> Instructions for the task:
Here is a block of entries. Write out its lines exactly, from the first through the one containing "Try to initialize".

Collected data:
//! Global `tracing` logger setup.
//!
//! + Prints enabled `tracing` events and spans to stdout.
//! + Default level includes INFO, WARN, and ERROR events.
//! + Override with `RUST_LOG`; see
//!   <https://docs.rs/tracing-subscriber/latest/tracing_subscriber/filter/struct.EnvFilter.html>.

use std::str::FromStr;

use tracing::Level;
use tracing_subscriber::{
    filter::Targets,
    layer::{Layer, SubscriberExt},
    util::{SubscriberInitExt, TryInitError},
};

/// Initialize the global logger, panicking if one is already set.
pub fn init() {
    try_init().expect("Failed to setup logger");
}

/// Try to initialize the global logger, returning `Err` if one is already
/// set (e.g. because multiple integration test binaries raced to set it).
pub fn try_init() -> Result<(), TryInitError> {
    let rust_log_filter = std::env::var("RUST_LOG")
        .ok()
        .and_then(|rust_log| Targets::from_str(&rust_log).ok())
        .unwrap_or_else(|| Targets::new().with_default(Level::INFO));

    let stdout_log = tracing_subscriber::fmt::layer()
        .compact()
        .with_level(true)
        .with_target(true)
        .with_ansi(true)
        .with_filter(rust_log_filter);

    tracing_subscriber::registry().with(stdout_log).try_init()
}

/// Initialize the logger for tests, silently skipping if `RUST_LOG` isn't
/// set or a logger is already installed.
pub fn init_for_testing() {
    if std::env::var_os("RUST_LOG").is_none() {
        return;
    }
    let _ = try_init();
}
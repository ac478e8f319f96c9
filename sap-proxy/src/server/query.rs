//! `POST /query` — encrypts a plaintext query vector, overfetches from the
//! upstream to compensate for cipher-space search error, decrypts and
//! reranks the returned candidates, and truncates back to the caller's
//! requested `topK`.
//!
//! Queries that carry no `values` (pure id lookups) skip all of this and
//! pass straight through: there's no plaintext vector to rescore against.

use std::sync::Arc;

use axum::{extract::State, response::{IntoResponse as _, Response}, Json};
use bytes::Bytes;
use http::{HeaderMap, Method, StatusCode};
use sap_core::{ProxyError, Record};
use serde::Serialize;
use serde_json::Value;
use tracing::{instrument, warn};

use super::{passthrough::into_axum_response, ProxyState, OVERFETCH_FACTOR};
use crate::{key::extract_key, rng::fresh_nonce};

/// Used when the caller doesn't specify `topK`.
const DEFAULT_TOP_K: u64 = 10;

#[derive(Serialize)]
struct QueryResponse {
    matches: Vec<Record>,
    /// The untruncated, pre-decryption upstream matches, exposed for
    /// callers that want to audit what cipher-space search actually
    /// returned.
    ciphermatches: Vec<Record>,
}

#[instrument(skip_all, name = "(query)")]
pub async fn handle(
    State(state): State<Arc<ProxyState>>,
    headers: HeaderMap,
    Json(mut body): Json<Value>,
) -> Result<Response, ProxyError> {
    let body_obj = body
        .as_object_mut()
        .ok_or_else(|| ProxyError::invalid_record("query body must be a JSON object"))?;

    let Some(values_val) = body_obj.remove("values") else {
        // id-passthrough: no plaintext vector means nothing to transform.
        let config = state.config.load();
        let url = format!("{}/query", config.upstream_url.trim_end_matches('/'));
        let body_bytes =
            Bytes::from(serde_json::to_vec(&body).expect("id-only query body always serializes"));
        let upstream = state
            .forwarder
            .forward(Method::POST, url, headers, body_bytes)
            .await?;
        return Ok(into_axum_response(upstream));
    };

    let query_vector: Vec<f32> = serde_json::from_value(values_val)
        .map_err(|e| ProxyError::invalid_record(format!("invalid `values`: {e}")))?;

    let key = extract_key(&headers)?;
    let config = state.config.load();
    let nonce = fresh_nonce(&state.rng)?;

    let cipher_vector = sap_crypto::transform::encrypt(&key, &nonce, config.beta, &query_vector);
    body_obj.insert("vector".to_string(), serde_json::to_value(&cipher_vector).unwrap());
    body_obj.insert("includeValues".to_string(), Value::Bool(true));
    body_obj.insert("includeMetadata".to_string(), Value::Bool(true));

    let original_top_k = body_obj
        .get("topK")
        .and_then(Value::as_u64)
        .unwrap_or(DEFAULT_TOP_K);
    let overfetch_top_k = original_top_k * OVERFETCH_FACTOR;
    body_obj.insert("topK".to_string(), Value::Number(overfetch_top_k.into()));

    let url = format!("{}/query", config.upstream_url.trim_end_matches('/'));
    let body_bytes =
        Bytes::from(serde_json::to_vec(&body).expect("rewritten query body always serializes"));

    let upstream = state
        .forwarder
        .forward(Method::POST, url, headers, body_bytes)
        .await?;

    if !upstream.status.is_success() {
        return Ok(into_axum_response(upstream));
    }

    #[derive(serde::Deserialize)]
    struct UpstreamQueryResponse {
        #[serde(default)]
        matches: Vec<Record>,
    }

    let upstream_parsed: UpstreamQueryResponse = serde_json::from_slice(&upstream.body)
        .map_err(|e| ProxyError::upstream_error(StatusCode::BAD_GATEWAY, format!("invalid upstream JSON: {e}")))?;

    let ciphermatches = upstream_parsed.matches.clone();

    let mut matches = Vec::with_capacity(upstream_parsed.matches.len());
    for mut record in upstream_parsed.matches {
        match record.apply_decrypt(&key) {
            Ok(()) => {
                if let Err(e) = record.rescore(&query_vector) {
                    warn!(id = ?record.id, error = %e, "dropping match: rescore failed");
                    continue;
                }
                matches.push(record);
            }
            Err(e) => {
                warn!(id = ?record.id, error = %e, "dropping match: missing decrypt parameters");
            }
        }
    }

    matches.sort_by(|a, b| {
        a.score
            .partial_cmp(&b.score)
            .unwrap_or(std::cmp::Ordering::Equal)
    });
    matches.truncate(original_top_k as usize);

    Ok(Json(QueryResponse {
        matches,
        ciphermatches,
    })
    .into_response())
}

> Written solution:
//! Global `tracing` logger setup.
//!
//! + Prints enabled `tracing` events and spans to stdout.
//! + Default level includes INFO, WARN, and ERROR events.
//! + Override with `RUST_LOG`; see
//!   <https://docs.rs/tracing-subscriber/latest/tracing_subscriber/filter/struct.EnvFilter.html>.

use std::str::FromStr;

use tracing::Level;
use tracing_subscriber::{
    filter::Targets,
    layer::{Layer, SubscriberExt},
    util::{SubscriberInitExt, TryInitError},
};

/// Initialize the global logger, panicking if one is already set.
pub fn init() {
    try_init().expect("Failed to setup logger");
}

/// Try to initialize the global logger, returning `Err` if one is already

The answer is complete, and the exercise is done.